BRIEF – An exact transcription of all the entries below is required.

** RECORDED INFORMATION follows **

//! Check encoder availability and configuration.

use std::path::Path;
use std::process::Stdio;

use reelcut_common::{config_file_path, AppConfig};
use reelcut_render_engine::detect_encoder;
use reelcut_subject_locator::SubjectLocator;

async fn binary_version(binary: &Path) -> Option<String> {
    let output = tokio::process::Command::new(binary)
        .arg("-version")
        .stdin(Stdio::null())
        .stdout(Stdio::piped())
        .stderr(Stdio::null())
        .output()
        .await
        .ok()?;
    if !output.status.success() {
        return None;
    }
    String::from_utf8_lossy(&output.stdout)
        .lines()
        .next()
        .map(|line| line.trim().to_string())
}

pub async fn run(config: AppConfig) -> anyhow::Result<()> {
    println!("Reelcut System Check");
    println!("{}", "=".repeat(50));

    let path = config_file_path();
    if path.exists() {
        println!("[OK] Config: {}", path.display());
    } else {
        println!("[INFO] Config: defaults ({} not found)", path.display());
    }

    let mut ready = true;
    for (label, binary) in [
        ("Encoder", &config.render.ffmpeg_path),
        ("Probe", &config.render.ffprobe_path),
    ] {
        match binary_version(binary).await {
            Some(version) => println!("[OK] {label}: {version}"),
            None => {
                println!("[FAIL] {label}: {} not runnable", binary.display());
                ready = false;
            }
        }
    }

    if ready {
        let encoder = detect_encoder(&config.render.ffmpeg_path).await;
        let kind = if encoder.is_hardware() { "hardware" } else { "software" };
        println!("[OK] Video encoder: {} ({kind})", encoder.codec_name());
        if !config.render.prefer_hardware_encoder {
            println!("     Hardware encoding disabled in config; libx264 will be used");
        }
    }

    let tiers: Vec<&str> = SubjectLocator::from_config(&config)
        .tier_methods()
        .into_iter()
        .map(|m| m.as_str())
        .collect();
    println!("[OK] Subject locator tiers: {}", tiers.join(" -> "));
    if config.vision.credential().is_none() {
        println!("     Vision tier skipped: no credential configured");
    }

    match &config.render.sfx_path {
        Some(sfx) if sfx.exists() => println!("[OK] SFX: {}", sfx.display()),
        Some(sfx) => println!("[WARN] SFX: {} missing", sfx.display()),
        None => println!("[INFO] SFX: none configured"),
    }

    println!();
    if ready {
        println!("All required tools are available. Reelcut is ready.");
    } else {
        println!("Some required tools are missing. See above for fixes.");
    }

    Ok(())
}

** End of RECORDED INFORMATION **

RESULT OF THIS TASK –
//! Check encoder availability and configuration.

use std::path::Path;
use std::process::Stdio;

use reelcut_common::{config_file_path, AppConfig};
use reelcut_render_engine::detect_encoder;
use reelcut_subject_locator::SubjectLocator;

async fn binary_version(binary: &Path) -> Option<String> {
    let output = tokio::process::Command::new(binary)
        .arg("-version")
        .stdin(Stdio::null())
        .stdout(Stdio::piped())
        .stderr(Stdio::null())
        .output()
        .await
        .ok()?;
    if !output.status.success() {
        return None;
    }
    String::from_utf8_lossy(&output.stdout)
        .lines()
        .next()
        .map(|line| line.trim().to_string())
}

pub async fn run(config: AppConfig) -> anyhow::Result<()> {
    println!("Reelcut System Check");
    println!("{}", "=".repeat(50));

    let path = config_file_path();
    if path.exists() {
        println!("[OK] Config: {}", path.display());
    } else {
        println!("[INFO] Config: defaults ({} not found)", path.display());
    }

    let mut ready = true;
    for (label, binary) in [
        ("Encoder", &config.render.ffmpeg_path),
        ("Probe", &config.render.ffprobe_path),
    ] {
        match binary_version(binary).await {
            Some(version) => println!("[OK] {label}: {version}"),
            None => {
                println!("[FAIL] {label}: {} not runnable", binary.display());
                ready = false;
            }
        }
    }

    if ready {
        let encoder = detect_encoder(&config.render.ffmpeg_path).await;
        let kind = if encoder.is_hardware() { "hardware" } else { "software" };
        println!("[OK] Video encoder: {} ({kind})", encoder.codec_name());
        if !config.render.prefer_hardware_encoder {
            println!("     Hardware encoding disabled in config; libx264 will be used");
        }
    }

    let tiers: Vec<&str> = SubjectLocator::from_config(&config)
        .tier_methods()
        .into_iter()
        .map(|m| m.as_str())
        .collect();
    println!("[OK] Subject locator tiers: {}", tiers.join(" -> "));
    if config.vision.credential().is_none() {
        println!("     Vision tier skipped: no credential configured");
    }

    match &config.render.sfx_path {
        Some(sfx) if sfx.exists() => println!("[OK] SFX: {}", sfx.display()),
        Some(sfx) => println!("[WARN] SFX: {} missing", sfx.display()),
        None => println!("[INFO] SFX: none configured"),
    }

    println!();
    if ready {
        println!("All required tools are available. Reelcut is ready.");
    } else {
        println!("Some required tools are missing. See above for fixes.");
    }

    Ok(())
}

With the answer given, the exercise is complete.